Clearance of subcutaneous implants of cholesterol in the rat promoted by oxidation products of cholesterol. A postulated role for oxysterols in preventing atherosclerosis.

Cholesterol in crystalline form cannot be readily cleared from tissue and in this form it is sclerogenic. Phospholipids can solubilise cholesterol, promote its clearance and reduce the sclerosis. The phospholipids accompanying cholesterol deposited in atherogenesis are not adequate to solubilise all the cholesterol. It has been found that some oxidation products of cholesterol act synergistically with phosphatidylcholine to enhance the solubility of cholesterol in vitro.
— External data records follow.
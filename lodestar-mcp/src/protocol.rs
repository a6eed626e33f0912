//! JSON-RPC 2.0 and MCP protocol types.
//!
//! Wire-format types exchanged between MCP clients and the Lodestar server.
//! Field names follow the Model Context Protocol schema (camelCase on the
//! wire).

use serde::{Deserialize, Deserializer, Serialize, Serializer};
use serde_json::Value;

use crate::error::McpError;

/// The MCP protocol version supported by this implementation.
pub const MCP_PROTOCOL_VERSION: &str = "2024-11-05";

/// Method name of the progress notification.
pub const PROGRESS_NOTIFICATION: &str = "notifications/progress";

// ---------------------------------------------------------------------------
// JSON-RPC 2.0 core types
// ---------------------------------------------------------------------------

/// A JSON-RPC 2.0 request identifier: a bare integer, string or null.
#[derive(Debug, Clone, PartialEq, Eq, Hash)]
pub enum RequestId {
    Number(i64),
    String(String),
    Null,
}

impl Serialize for RequestId {
    fn serialize<S>(&self, serializer: S) -> Result<S::Ok, S::Error>
    where
        S: Serializer,
    {
        match self {
            RequestId::Number(n) => serializer.serialize_i64(*n),
            RequestId::String(s) => serializer.serialize_str(s),
            RequestId::Null => serializer.serialize_none(),
        }
    }
}

impl<'de> Deserialize<'de> for RequestId {
    fn deserialize<D>(deserializer: D) -> Result<Self, D::Error>
    where
        D: Deserializer<'de>,
    {
        match Value::deserialize(deserializer)? {
            Value::Number(n) => n
                .as_i64()
                .map(RequestId::Number)
                .ok_or_else(|| serde::de::Error::custom("request id number must be an integer")),
            Value::String(s) => Ok(RequestId::String(s)),
            Value::Null => Ok(RequestId::Null),
            _ => Err(serde::de::Error::custom(
                "request id must be a number, string, or null",
            )),
        }
    }
}

/// A JSON-RPC 2.0 error object included in error responses.
#[derive(Debug, Clone, Serialize, Deserialize)]
pub struct JsonRpcError {
    pub code: i64,
    pub message: String,
    #[serde(skip_serializing_if = "Option::is_none")]
    pub data: Option<Value>,
}

/// A JSON-RPC 2.0 response object. Exactly one of `result` or `error` is set.
#[derive(Debug, Clone, Serialize, Deserialize)]
pub struct JsonRpcResponse {
    pub jsonrpc: String,
    pub id: RequestId,
    #[serde(skip_serializing_if = "Option::is_none")]
    pub result: Option<Value>,
    #[serde(skip_serializing_if = "Option::is_none")]
    pub error: Option<JsonRpcError>,
}

impl JsonRpcResponse {
    pub fn success(id: RequestId, result: Value) -> Self {
        Self {
            jsonrpc: "2.0".to_string(),
            id,
            result: Some(result),
            error: None,
        }
    }

    pub fn error(id: RequestId, error: JsonRpcError) -> Self {
        Self {
            jsonrpc: "2.0".to_string(),
            id,
            result: None,
            error: Some(error),
        }
    }

    /// Create an error response from an [`McpError`].
    pub fn from_mcp_error(id: RequestId, err: McpError) -> Self {
        Self::error(
            id,
            JsonRpcError {
                code: err.error_code(),
                message: err.to_string(),
                data: None,
            },
        )
    }
}

/// A JSON-RPC 2.0 notification (no `id`, no response).
#[derive(Debug, Clone, Serialize, Deserialize)]
pub struct JsonRpcNotification {
    pub jsonrpc: String,
    pub method: String,
    #[serde(skip_serializing_if = "Option::is_none")]
    pub params: Option<Value>,
}

impl JsonRpcNotification {
    pub fn new(method: impl Into<String>, params: Option<Value>) -> Self {
        Self {
            jsonrpc: "2.0".to_string(),
            method: method.into(),
            params,
        }
    }
}

/// An incoming message that may be a request or a notification.
///
/// `params` defaults to [`Value::Null`] when absent.
#[derive(Debug, Clone, Deserialize)]
pub struct IncomingMessage {
    pub jsonrpc: String,
    /// Present for requests, absent for notifications.
    #[serde(default)]
    pub id: Option<RequestId>,
    pub method: String,
    #[serde(default)]
    pub params: Value,
}

impl IncomingMessage {
    pub fn is_notification(&self) -> bool {
        self.id.is_none()
    }

    /// The progress token of a request, if the caller asked for progress.
    pub fn progress_token(&self) -> Option<Value> {
        self.params
            .get("_meta")
            .and_then(|meta| meta.get("progressToken"))
            .filter(|token| token.is_string() || token.is_number())
            .cloned()
    }
}

// ---------------------------------------------------------------------------
// MCP initialization types
// ---------------------------------------------------------------------------

#[derive(Debug, Clone, Serialize, Deserialize)]
#[serde(rename_all = "camelCase")]
pub struct InitializeParams {
    pub protocol_version: String,
    #[serde(default)]
    pub capabilities: Value,
    pub client_info: ClientInfo,
}

#[derive(Debug, Clone, Serialize, Deserialize)]
pub struct ClientInfo {
    pub name: String,
    #[serde(skip_serializing_if = "Option::is_none")]
    pub version: Option<String>,
}

#[derive(Debug, Clone, Serialize, Deserialize)]
#[serde(rename_all = "camelCase")]
pub struct InitializeResult {
    pub protocol_version: String,
    pub capabilities: ServerCapabilities,
    pub server_info: ServerInfo,
    #[serde(skip_serializing_if = "Option::is_none")]
    pub instructions: Option<String>,
}

#[derive(Debug, Clone, Serialize, Deserialize)]
pub struct ServerInfo {
    pub name: String,
    pub version: String,
}

/// Capabilities advertised by the server.
#[derive(Debug, Clone, Default, Serialize, Deserialize)]
pub struct ServerCapabilities {
    #[serde(skip_serializing_if = "Option::is_none")]
    pub tools: Option<ListChangedCapability>,
    #[serde(skip_serializing_if = "Option::is_none")]
    pub resources: Option<ResourcesCapability>,
    #[serde(skip_serializing_if = "Option::is_none")]
    pub prompts: Option<ListChangedCapability>,
}

/// Capability descriptor for the tools and prompts subsystems.
#[derive(Debug, Clone, Default, Serialize, Deserialize)]
#[serde(rename_all = "camelCase")]
pub struct ListChangedCapability {
    #[serde(skip_serializing_if = "Option::is_none")]
    pub list_changed: Option<bool>,
}

#[derive(Debug, Clone, Default, Serialize, Deserialize)]
#[serde(rename_all = "camelCase")]
pub struct ResourcesCapability {
    #[serde(skip_serializing_if = "Option::is_none")]
    pub subscribe: Option<bool>,
    #[serde(skip_serializing_if = "Option::is_none")]
    pub list_changed: Option<bool>,
}

// ---------------------------------------------------------------------------
// MCP tool types
// ---------------------------------------------------------------------------

/// Describes a single tool exposed by the server.
#[derive(Debug, Clone, Serialize, Deserialize)]
#[serde(rename_all = "camelCase")]
pub struct McpTool {
    pub name: String,
    #[serde(skip_serializing_if = "Option::is_none")]
    pub description: Option<String>,
    /// JSON Schema describing the expected arguments.
    pub input_schema: Value,
}

#[derive(Debug, Clone, Serialize, Deserialize)]
pub struct ListToolsResult {
    pub tools: Vec<McpTool>,
}

#[derive(Debug, Clone, Serialize, Deserialize)]
pub struct CallToolParams {
    pub name: String,
    #[serde(default, skip_serializing_if = "Option::is_none")]
    pub arguments: Option<Value>,
}

#[derive(Debug, Clone, Serialize, Deserialize)]
#[serde(rename_all = "camelCase")]
pub struct CallToolResult {
    pub content: Vec<TextContent>,
    /// Set when the embedded envelope reports a failure.
    #[serde(skip_serializing_if = "Option::is_none")]
    pub is_error: Option<bool>,
}

/// A text content block, tagged `"type": "text"` on the wire.
#[derive(Debug, Clone, PartialEq, Serialize, Deserialize)]
#[serde(tag = "type", rename = "text")]
pub struct TextContent {
    pub text: String,
}

impl TextContent {
    pub fn new(text: impl Into<String>) -> Self {
        Self { text: text.into() }
    }
}

// ---------------------------------------------------------------------------
// MCP resource types
// ---------------------------------------------------------------------------

#[derive(Debug, Clone, Serialize, Deserialize)]
#[serde(rename_all = "camelCase")]
pub struct McpResource {
    pub uri: String,
    pub name: String,
    #[serde(skip_serializing_if = "Option::is_none")]
    pub description: Option<String>,
    #[serde(skip_serializing_if = "Option::is_none")]
    pub mime_type: Option<String>,
}

#[derive(Debug, Clone, Serialize, Deserialize)]
pub struct ListResourcesResult {
    pub resources: Vec<McpResource>,
}

/// A parameterized resource such as `research://{topic}`.
#[derive(Debug, Clone, Serialize, Deserialize)]
#[serde(rename_all = "camelCase")]
pub struct ResourceTemplate {
    pub uri_template: String,
    pub name: String,
    #[serde(skip_serializing_if = "Option::is_none")]
    pub description: Option<String>,
    #[serde(skip_serializing_if = "Option::is_none")]
    pub mime_type: Option<String>,
}

#[derive(Debug, Clone, Serialize, Deserialize)]
#[serde(rename_all = "camelCase")]
pub struct ListResourceTemplatesResult {
    pub resource_templates: Vec<ResourceTemplate>,
}

#[derive(Debug, Clone, Serialize, Deserialize)]
pub struct ReadResourceParams {
    pub uri: String,
}

#[derive(Debug, Clone, Serialize, Deserialize)]
pub struct ReadResourceResult {
    pub contents: Vec<ResourceContent>,
}

#[derive(Debug, Clone, Serialize, Deserialize)]
#[serde(rename_all = "camelCase")]
pub struct ResourceContent {
    pub uri: String,
    #[serde(skip_serializing_if = "Option::is_none")]
    pub mime_type: Option<String>,
    #[serde(skip_serializing_if = "Option::is_none")]
    pub text: Option<String>,
}

// ---------------------------------------------------------------------------
// MCP prompt types
// ---------------------------------------------------------------------------

#[derive(Debug, Clone, Serialize, Deserialize)]
pub struct McpPrompt {
    pub name: String,
    #[serde(skip_serializing_if = "Option::is_none")]
    pub description: Option<String>,
    #[serde(default, skip_serializing_if = "Vec::is_empty")]
    pub arguments: Vec<PromptArgument>,
}

#[derive(Debug, Clone, Serialize, Deserialize)]
pub struct PromptArgument {
    pub name: String,
    #[serde(skip_serializing_if = "Option::is_none")]
    pub description: Option<String>,
    #[serde(default)]
    pub required: bool,
}

#[derive(Debug, Clone, Serialize, Deserialize)]
pub struct ListPromptsResult {
    pub prompts: Vec<McpPrompt>,
}

#[derive(Debug, Clone, Serialize, Deserialize)]
pub struct GetPromptParams {
    pub name: String,
    #[serde(default)]
    pub arguments: serde_json::Map<String, Value>,
}

#[derive(Debug, Clone, Serialize, Deserialize)]
pub struct GetPromptResult {
    #[serde(skip_serializing_if = "Option::is_none")]
    pub description: Option<String>,
    pub messages: Vec<PromptMessage>,
}

#[derive(Debug, Clone, Serialize, Deserialize)]
pub struct PromptMessage {
    pub role: String,
    pub content: TextContent,
}

// ---------------------------------------------------------------------------
// Notifications
// ---------------------------------------------------------------------------

/// Params of `notifications/progress`.
#[derive(Debug, Clone, PartialEq, Serialize, Deserialize)]
#[serde(rename_all = "camelCase")]
pub struct ProgressParams {
    pub progress_token: Value,
    pub progress: u64,
    #[serde(skip_serializing_if = "Option::is_none")]
    pub total: Option<u64>,
    #[serde(skip_serializing_if = "Option::is_none")]
    pub message: Option<String>,
}

// ---------------------------------------------------------------------------
// Tests
// ---------------------------------------------------------------------------

#[cfg(test)]
mod tests {
    use super::*;
    use serde_json::json;

    #[test]
    fn test_request_id_roundtrip() {
        for raw in [json!(7), json!("abc"), json!(null)] {
            let id: RequestId = serde_json::from_value(raw.clone()).unwrap();
            assert_eq!(serde_json::to_value(&id).unwrap(), raw);
        }
        assert!(serde_json::from_value::<RequestId>(json!(1.5)).is_err());
        assert!(serde_json::from_value::<RequestId>(json!([1])).is_err());
    }

    #[test]
    fn test_incoming_notification_has_no_id() {
        let msg: IncomingMessage =
            serde_json::from_str(r#"{"jsonrpc":"2.0","method":"notifications/initialized"}"#)
                .unwrap();
        assert!(msg.is_notification());
        assert_eq!(msg.params, Value::Null);
    }

    #[test]
    fn test_progress_token_extraction() {
        let msg: IncomingMessage = serde_json::from_value(json!({
            "jsonrpc": "2.0",
            "id": 3,
            "method": "tools/call",
            "params": {"name": "deep_research", "_meta": {"progressToken": "tok-1"}}
        }))
        .unwrap();
        assert_eq!(msg.progress_token(), Some(json!("tok-1")));

        let msg: IncomingMessage = serde_json::from_value(json!({
            "jsonrpc": "2.0", "id": 4, "method": "tools/call", "params": {"name": "x"}
        }))
        .unwrap();
        assert!(msg.progress_token().is_none());
    }

    #[test]
    fn test_error_response_omits_result() {
        let resp = JsonRpcResponse::from_mcp_error(RequestId::Number(1), McpError::NotInitialized);
        let value = serde_json::to_value(&resp).unwrap();
        assert_eq!(value["error"]["code"], -32003);
        assert!(value.get("result").is_none());
    }

    #[test]
    fn test_call_tool_result_wire_shape() {
        let result = CallToolResult {
            content: vec![TextContent::new("{}")],
            is_error: Some(true),
        };
        let value = serde_json::to_value(&result).unwrap();
        assert_eq!(value, json!({"content": [{"type": "text", "text": "{}"}], "isError": true}));
    }

    #[test]
    fn test_progress_params_wire_shape() {
        let params = ProgressParams {
            progress_token: json!(9),
            progress: 2,
            total: Some(5),
            message: Some("cpi".into()),
        };
        let value = serde_json::to_value(&params).unwrap();
        assert_eq!(
            value,
            json!({"progressToken": 9, "progress": 2, "total": 5, "message": "cpi"})
        );
    }

    #[test]
    fn test_templates_wire_shape() {
        let result = ListResourceTemplatesResult {
            resource_templates: vec![ResourceTemplate {
                uri_template: "research://{topic}".into(),
                name: "research".into(),
                description: None,
                mime_type: Some("text/markdown".into()),
            }],
        };
        let value = serde_json::to_value(&result).unwrap();
        assert_eq!(value["resourceTemplates"][0]["uriTemplate"], "research://{topic}");
    }
}
impl HttpState {
    pub fn new(server: &McpServer, transport: TransportKind) -> Self {
        Self::with_session_limits(server, transport, DEFAULT_MAX_HTTP_SESSIONS, DEFAULT_SESSION_IDLE)
    }

    /// Bound the streamable-HTTP session table by count and idle time.
    pub fn with_session_limits(
        server: &McpServer,
        transport: TransportKind,
        max_sessions: usize,
        session_idle: Duration,
    ) -> Self {
        Self {
            inner: Arc::new(HttpInner {
                handler: Arc::clone(server.handler()),
                transport,
                sse_clients: RwLock::new(HashMap::new()),
                sessions: RwLock::new(HashMap::new()),
                max_sessions: max_sessions.max(1),
                session_idle,
                started_at: Instant::now(),
            }),
        }
    }

    fn handler(&self) -> Arc<RequestHandler> {
        Arc::clone(&self.inner.handler)
    }

    fn register_sse(&self, session: Arc<McpSession>, outbound: Outbound) {
        let mut clients = self
            .inner
            .sse_clients
            .write()
            .unwrap_or_else(PoisonError::into_inner);
        clients.insert(session.id().to_string(), SseClient { session, outbound });
    }

    fn sse_client(&self, id: &str) -> Option<(Arc<McpSession>, Outbound)> {
        let clients = self
            .inner
            .sse_clients
            .read()
            .unwrap_or_else(PoisonError::into_inner);
        clients
            .get(id)
            .map(|c| (Arc::clone(&c.session), c.outbound.clone()))
    }

    fn remove_sse(&self, id: &str) {
        let mut clients = self
            .inner
            .sse_clients
            .write()
            .unwrap_or_else(PoisonError::into_inner);
        if clients.remove(id).is_some() {
            info!(session = id, "SSE client disconnected");
        }
    }

    fn create_session(&self) -> Arc<McpSession> {
        let session = Arc::new(McpSession::new());
        let now = Instant::now();
        let idle = self.inner.session_idle;
        let mut sessions = self
            .inner
            .sessions
            .write()
            .unwrap_or_else(PoisonError::into_inner);

        let before = sessions.len();
        sessions.retain(|_, s| now.duration_since(s.last_seen) < idle);
        let expired = before - sessions.len();
        if expired > 0 {
            debug!(expired, "Dropped idle streamable HTTP sessions");
        }
        while sessions.len() >= self.inner.max_sessions {
            let Some(oldest) = sessions
                .iter()
                .min_by_key(|(_, s)| s.last_seen)
                .map(|(id, _)| id.clone())
            else {
                break;
            };
            sessions.remove(&oldest);
            info!(session = %oldest, "Evicted least recently used streamable HTTP session");
        }

        sessions.insert(
            session.id().to_string(),
            StreamableSession {
                session: Arc::clone(&session),
                last_seen: now,
            },
        );
        session
    }

    /// Look up a live session and mark it used. Idle sessions are dropped.
    fn session(&self, id: &str) -> Option<Arc<McpSession>> {
        let now = Instant::now();
        let mut sessions = self
            .inner
            .sessions
            .write()
            .unwrap_or_else(PoisonError::into_inner);
        let entry = sessions.get_mut(id)?;
        if now.duration_since(entry.last_seen) >= self.inner.session_idle {
            sessions.remove(id);
            debug!(session = id, "Streamable HTTP session expired");
            return None;
        }
        entry.last_seen = now;
        Some(Arc::clone(&entry.session))
    }

    fn end_session(&self, id: &str) -> bool {
        let mut sessions = self
            .inner
            .sessions
            .write()
            .unwrap_or_else(PoisonError::into_inner);
        sessions.remove(id).is_some()
    }

    /// End every open SSE stream so graceful shutdown is not held up by them.
    fn close_streams(&self) {
        let mut clients = self
            .inner
            .sse_clients
            .write()
            .unwrap_or_else(PoisonError::into_inner);
        clients.clear();
    }

    fn connection_count(&self) -> usize {
        let sse = self
            .inner
            .sse_clients
            .read()
            .unwrap_or_else(PoisonError::into_inner)
            .len();
        let streamable = self
            .inner
            .sessions
            .read()
            .unwrap_or_else(PoisonError::into_inner)
            .len();
        sse + streamable
    }
}

/// Deregisters an SSE client when its event stream is dropped.
struct SseGuard {
    state: HttpState,
    id: String,
}

impl Drop for SseGuard {
    fn drop(&mut self) {
        self.state.remove_sse(&self.id);
    }
}

#[derive(Debug, Deserialize)]
struct SessionQuery {
    session_id: Option<String>,
}

fn message_event(message: String) -> Result<Event, Infallible> {
    Ok(Event::default().event("message").data(message))
}

fn json_rpc_error(status: StatusCode, err: McpError) -> Response {
    let body = JsonRpcResponse::from_mcp_error(RequestId::Null, err);
    (status, Json(body)).into_response()
}

/// Run one request on its own task and return the serialized response, if any.
///
/// The spawned task outlives the caller, so the research still commits when
/// the HTTP client goes away mid-request.
fn spawn_request(
    handler: Arc<RequestHandler>,
    session: Arc<McpSession>,
    message: IncomingMessage,
    outbound: Option<Outbound>,
) -> tokio::task::JoinHandle<Option<String>> {
    tokio::spawn(async move {
        handler
            .handle_message(&session, message, outbound.as_ref())
            .await
            .map(|response| serialize_response(&response))
    })
}

// ---------------------------------------------------------------------------
// SSE transport
// ---------------------------------------------------------------------------

/// Router for the SSE transport: `/sse`, `/messages/` and `/health`.
pub fn sse_router(state: HttpState) -> Router {
    Router::new()
        .route("/sse", get(sse_connect))
        .route("/messages/", post(sse_message))
        .route("/health", get(health_handler))
        .layer(TraceLayer::new_for_http())
        .with_state(state)
}

async fn sse_connect(
    State(state): State<HttpState>,
) -> Sse<impl Stream<Item = Result<Event, Infallible>>> {
    let session = Arc::new(McpSession::new());
    let id = session.id().to_string();
    let (tx, rx) = mpsc::channel(OUTBOUND_BUFFER);
    state.register_sse(session, tx);
    info!(session = %id, "SSE client connected");

    let endpoint = format!("/messages/?session_id={id}");
    let guard = SseGuard { state, id };
    let first = stream::once(async move {
        Ok::<_, Infallible>(Event::default().event("endpoint").data(endpoint))
    });
    let messages = ReceiverStream::new(rx).map(move |message| {
        let _ = &guard;
        message_event(message)
    });

    Sse::new(first.chain(messages)).keep_alive(KeepAlive::default())
}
The effect of these oxysterols on solubilisation and clearance of cholesterol in vivo was examined in rats by implanting subcutaneously tablets made of cholesterol, cholesterol plus oxysterols and both with phosphatidylcholine. Tablets containing oxysterols went into solution rapidly, were cleared completely and allowed regression of the initial fibrosis promoted by the sterol without needing exogenous phospholipid. Solubilisation and clearance seem to have been affected by endogenous phospholipid, possibly high density lipoproteins, and by macrophages. Tablets without oxysterols showed no clearance at all but were cleared in part when phosphatidylcholine was added. Oxidation products of cholesterol form readily in foods of animal origin when suitably exposed to light and air. It is suggested that technology designed to prevent spoilage of foods has inadvertently resulted in the elimination from the Western diet of compounds which prevent the accumulation of cholesterol in the arterial wall.